As we enter the last week of Ramadan, it is a good moment to reflect on the importance of not reneging on a promise. Those leaders who claim to execute the Divine Will have the responsibility of fulfilling the promise made to millions of innocent Afghan schoolgirls who find themselves oppressed and deprived of their God-given right to an education.

The Taliban’s stance on this issue defies both worldly and religious logic.

The recent edict to ban women from higher education in Afghanistan is not only a blow to those directly affected but to all of Afghan society because it further erodes the little hope for progress remaining in the country. The order was issued at a time when people were hoping for a reversal of another Ministry of Education edict issued in March that stopped girls from attending state-run secondary schools.

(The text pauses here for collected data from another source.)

//! Mutation coordination: optimistic create and delete with reconciliation.

use std::collections::HashSet;
use std::sync::{Arc, Mutex, PoisonError};

use chrono::Utc;
use tracing::{debug, warn};

use marksync_core::{
    Bookmark, BookmarkView, CorrelationKey, normalize_url, temp_id,
};

use crate::notify::{NoticeSink, UserNotice};
use crate::service::{BookmarkWriter, CreateError, DeleteError};
use crate::shared::SharedStore;

/// Orchestrates user-initiated mutations against one session's store.
///
/// Every mutation applies its optimistic change synchronously before the
/// service call suspends, and reconciles (commit or rollback) when the call
/// settles. Failures roll back only the exact entry the mutation touched;
/// unrelated concurrent edits are never disturbed.
pub struct MutationCoordinator {
    owner_id: String,
    store: SharedStore,
    writer: Arc<dyn BookmarkWriter>,
    notices: Arc<dyn NoticeSink>,
    deleting: Mutex<HashSet<String>>,
}

impl MutationCoordinator {
    #[must_use]
    pub fn new(
        owner_id: impl Into<String>,
        store: SharedStore,
        writer: Arc<dyn BookmarkWriter>,
        notices: Arc<dyn NoticeSink>,
    ) -> Self {
        Self {
            owner_id: owner_id.into(),
            store,
            writer,
            notices,
            deleting: Mutex::new(HashSet::new()),
        }
    }

    /// Creates a bookmark from a raw URL.
    ///
    /// The pending view is visible before this future first suspends. A
    /// second create for the same `(owner, normalized url)` while one is in
    /// flight is rejected up front with [`CreateError::AlreadyPending`], so
    /// the store never holds two pending views for one correlation key.
    pub async fn create(&self, raw_url: &str) -> Result<Bookmark, CreateError> {
        let url = match normalize_url(raw_url) {
            Ok(url) => url,
            Err(error) => {
                let error = CreateError::from(error);
                self.notices.notify(UserNotice::Error(error.to_string()));
                return Err(error);
            }
        };
        let key = CorrelationKey::new(self.owner_id.clone(), &url);

        {
            let mut store = self.store.lock();
            if store.has_pending_for(&key) {
                drop(store);
                let error = CreateError::AlreadyPending;
                self.notices.notify(UserNotice::Error(error.to_string()));
                return Err(error);
            }
            let now = Utc::now();
            let optimistic = Bookmark {
                id: temp_id(),
                owner_id: self.owner_id.clone(),
                url: url.to_string(),
                title: url.host_str().unwrap_or_default().to_string(),
                created_at: now,
                updated_at: now,
            };
            store.insert_pending(BookmarkView::optimistic(optimistic));
        }

        match self.writer.create(&self.owner_id, url.as_str()).await {
            Ok(record) => {
                let outcome = self.store.lock().commit(&key, record.clone());
                debug!(id = %record.id, ?outcome, "create committed");
                self.notices
                    .notify(UserNotice::Success("Bookmark added.".to_string()));
                Ok(record)
            }
            Err(error) => {
                let removed = self.store.lock().rollback(&key);
                warn!(%error, removed, "create rolled back");
                self.notices.notify(UserNotice::Error(error.to_string()));
                Err(error)
            }
        }
    }

    /// Deletes the bookmark with this id.
    ///
    /// The view disappears before this future first suspends; on failure the
    /// captured view is restored at the head of the list with identical
    /// fields. Deleting an id the store no longer holds is a no-op locally
    /// and a success remotely.
    pub async fn delete(&self, id: &str) -> Result<(), DeleteError> {
        self.mark_deleting(id, true);
        let captured = self.store.lock().remove_by_id(id);

        let result = self.writer.delete(&self.owner_id, id).await;
        self.mark_deleting(id, false);

        match result {
            Ok(()) => {
                self.notices
                    .notify(UserNotice::Success("Bookmark deleted.".to_string()));
                Ok(())
            }
            Err(error) => {
                if let Some(view) = captured {
                    self.store.lock().restore_at_head(view);
                }
                warn!(%error, id, "delete rolled back");
                self.notices.notify(UserNotice::Error(error.to_string()));
                Err(error)
            }
        }
    }

    /// Whether a delete call for this id is still in flight.
    #[must_use]
    pub fn is_deleting(&self, id: &str) -> bool {
        self.deleting
            .lock()
            .unwrap_or_else(PoisonError::into_inner)
            .contains(id)
    }

    #[must_use]
    pub fn owner_id(&self) -> &str {
        &self.owner_id
    }

    fn mark_deleting(&self, id: &str, deleting: bool) {
        let mut ids = self
            .deleting
            .lock()
            .unwrap_or_else(PoisonError::into_inner);
        if deleting {
            ids.insert(id.to_string());
        } else {
            ids.remove(id);
        }
    }
}

#[cfg(test)]
mod tests {
    use super::*;
    use async_trait::async_trait;
    use chrono::{TimeZone, Utc};
    use marksync_core::ViewStore;
    use tokio::sync::Notify;

    use crate::notify::BufferedNotices;

    fn record(id: &str, url: &str) -> Bookmark {
        let at = Utc.timestamp_opt(1_700_000_000, 0).single().expect("ts");
        Bookmark {
            id: id.to_string(),
            owner_id: "owner-1".to_string(),
            url: url.to_string(),
            title: "Example".to_string(),
            created_at: at,
            updated_at: at,
        }
    }

    /// Writer whose responses are scripted per call and which can hold a
    /// call open until released, to exercise in-flight interleavings.
    #[derive(Default)]
    struct ScriptedWriter {
        create_results: Mutex<Vec<Result<Bookmark, CreateError>>>,
        delete_results: Mutex<Vec<Result<(), DeleteError>>>,
        gate: Option<Arc<Notify>>,
    }

    impl ScriptedWriter {
        fn pop<T>(queue: &Mutex<Vec<T>>) -> Option<T> {
            queue
                .lock()
                .unwrap_or_else(PoisonError::into_inner)
                .pop()
        }

        fn push_create(&self, result: Result<Bookmark, CreateError>) {
            self.create_results
                .lock()
                .unwrap_or_else(PoisonError::into_inner)
                .push(result);
        }

        fn push_delete(&self, result: Result<(), DeleteError>) {
            self.delete_results
                .lock()
                .unwrap_or_else(PoisonError::into_inner)
                .push(result);
        }
    }

    #[async_trait]
    impl BookmarkWriter for ScriptedWriter {
        async fn create(&self, _owner_id: &str, _url: &str) -> Result<Bookmark, CreateError> {
            if let Some(gate) = &self.gate {
                gate.notified().await;
            }
            Self::pop(&self.create_results)
                .unwrap_or_else(|| Err(CreateError::Unknown("unscripted".to_string())))
        }

        async fn delete(&self, _owner_id: &str, _id: &str) -> Result<(), DeleteError> {
            if let Some(gate) = &self.gate {
                gate.notified().await;
            }
            Self::pop(&self.delete_results)
                .unwrap_or_else(|| Err(DeleteError::Unknown("unscripted".to_string())))
        }
    }

    fn coordinator(
        store: SharedStore,
        writer: Arc<ScriptedWriter>,
    ) -> (MutationCoordinator, Arc<BufferedNotices>) {
        let notices = Arc::new(BufferedNotices::new());
        let sink: Arc<dyn NoticeSink> = notices.clone();
        let coordinator = MutationCoordinator::new("owner-1", store, writer, sink);
        (coordinator, notices)
    }

    #[tokio::test]
    async fn create_commits_returned_record_at_head() {
        let store = SharedStore::new(ViewStore::new());
        let writer = Arc::new(ScriptedWriter::default());
        writer.push_create(Ok(record("r1", "https://example.com/a")));
        let (coordinator, notices) = coordinator(store.clone(), writer);

        let created = coordinator
            .create("https://example.com/a")
            .await
            .expect("created");
        assert_eq!(created.id, "r1");

        let store = store.lock();
        assert_eq!(store.len(), 1);
        assert_eq!(store.views()[0].record.title, "Example");
        assert!(!store.views()[0].pending);
        drop(store);
        assert_eq!(
            notices.drain(),
            vec![UserNotice::Success("Bookmark added.".to_string())]
        );
    }

    #[tokio::test]
    async fn invalid_url_changes_nothing() {
        let store = SharedStore::new(ViewStore::new());
        let (coordinator, notices) = coordinator(store.clone(), Arc::new(ScriptedWriter::default()));

        let result = coordinator.create("not a url").await;
        assert!(matches!(result, Err(CreateError::InvalidUrl(_))));
        assert!(store.lock().is_empty());
        assert_eq!(notices.drain().len(), 1);
    }

    #[tokio::test]
    async fn failed_create_restores_previous_count() {
        let store = SharedStore::new(ViewStore::from_snapshot(vec![record(
            "r0",
            "https://example.com/z",
        )]));
        let writer = Arc::new(ScriptedWriter::default());
        writer.push_create(Err(CreateError::Duplicate));
        let (coordinator, notices) = coordinator(store.clone(), writer);

        let result = coordinator.create("https://example.com/a").await;
        assert_eq!(result, Err(CreateError::Duplicate));
        assert_eq!(store.lock().len(), 1);
        assert_eq!(
            notices.drain(),
            vec![UserNotice::Error(
                "you already bookmarked this url".to_string()
            )]
        );
    }

    #[tokio::test]
    async fn second_create_for_same_key_is_rejected_while_first_is_in_flight() {
        let store = SharedStore::new(ViewStore::new());
        let gate = Arc::new(Notify::new());
        let writer = Arc::new(ScriptedWriter {
            gate: Some(Arc::clone(&gate)),
            ..ScriptedWriter::default()
        });
        writer.push_create(Ok(record("r1", "https://example.com/a")));
        let (coordinator, _notices) = coordinator(store.clone(), writer);
        let coordinator = Arc::new(coordinator);

        let first = tokio::spawn({
            let coordinator = Arc::clone(&coordinator);
            async move { coordinator.create("https://example.com/a").await }
        });
        // Wait for the optimistic insert of the first call.
        while !store
            .lock()
            .has_pending_for(&CorrelationKey::new(
                "owner-1",
                &normalize_url("https://example.com/a").expect("url"),
            ))
        {
            tokio::task::yield_now().await;
        }

        // Equivalent normalized URL, different spelling.
        let second = coordinator.create("https://example.com:443/a").await;
        assert_eq!(second, Err(CreateError::AlreadyPending));
        assert_eq!(store.lock().len(), 1);

        gate.notify_one();
        let first = first.await.expect("join").expect("created");
        assert_eq!(first.id, "r1");
        assert_eq!(store.lock().len(), 1);
    }

    #[tokio::test]
    async fn failed_delete_restores_identical_view_at_head() {
        let store = SharedStore::new(ViewStore::from_snapshot(vec![
            record("r1", "https://example.com/a"),
            record("r2", "https://example.com/b"),
        ]));
        let original = store.lock().get("r2").cloned().expect("view");
        let writer = Arc::new(ScriptedWriter::default());
        writer.push_delete(Err(DeleteError::Unknown("boom".to_string())));
        let (coordinator, notices) = coordinator(store.clone(), writer);

        let result = coordinator.delete("r2").await;
        assert!(result.is_err());

        let store = store.lock();
        assert_eq!(store.len(), 2);
        assert_eq!(store.views()[0], original);
        drop(store);
        assert_eq!(notices.drain().len(), 1);
        assert!(!coordinator.is_deleting("r2"));
    }

    #[tokio::test]
    async fn delete_removes_immediately_and_reports_in_flight() {
        let store = SharedStore::new(ViewStore::from_snapshot(vec![record(
            "r1",
            "https://example.com/a",
        )]));
        let gate = Arc::new(Notify::new());
        let writer = Arc::new(ScriptedWriter {
            gate: Some(Arc::clone(&gate)),
            ..ScriptedWriter::default()
        });
        writer.push_delete(Ok(()));
        let (coordinator, _notices) = coordinator(store.clone(), writer);
        let coordinator = Arc::new(coordinator);

        let call = tokio::spawn({
            let coordinator = Arc::clone(&coordinator);
            async move { coordinator.delete("r1").await }
        });
        while !coordinator.is_deleting("r1") {
            tokio::task::yield_now().await;
        }
        assert!(store.lock().is_empty());

        gate.notify_one();
        call.await.expect("join").expect("deleted");
        assert!(store.lock().is_empty());
        assert!(!coordinator.is_deleting("r1"));
    }

    #[tokio::test]
    async fn double_delete_second_call_is_a_no_op() {
        let store = SharedStore::new(ViewStore::from_snapshot(vec![record(
            "r1",
            "https://example.com/a",
        )]));
        let writer = Arc::new(ScriptedWriter::default());
        writer.push_delete(Ok(()));
        writer.push_delete(Ok(()));
        let (coordinator, _notices) = coordinator(store.clone(), writer);

        coordinator.delete("r1").await.expect("first");
        coordinator.delete("r1").await.expect("second");
        assert!(store.lock().is_empty());
    }
}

Such an indispensable, fundamental right as the right to education being put on hold for half the population exemplifies how much the internal tug of war between competing Taliban factions can harm Afghanistan. Indeed, these most recent limitations on women’s participation in Afghan society are just the latest consequences of the regrettable competition between those in the Taliban who know “where the shoe pinches”  and have reflected on the complexities of 20 years of conflict and those who are removed from the realities of the people and cannot see past perceived ideological gains.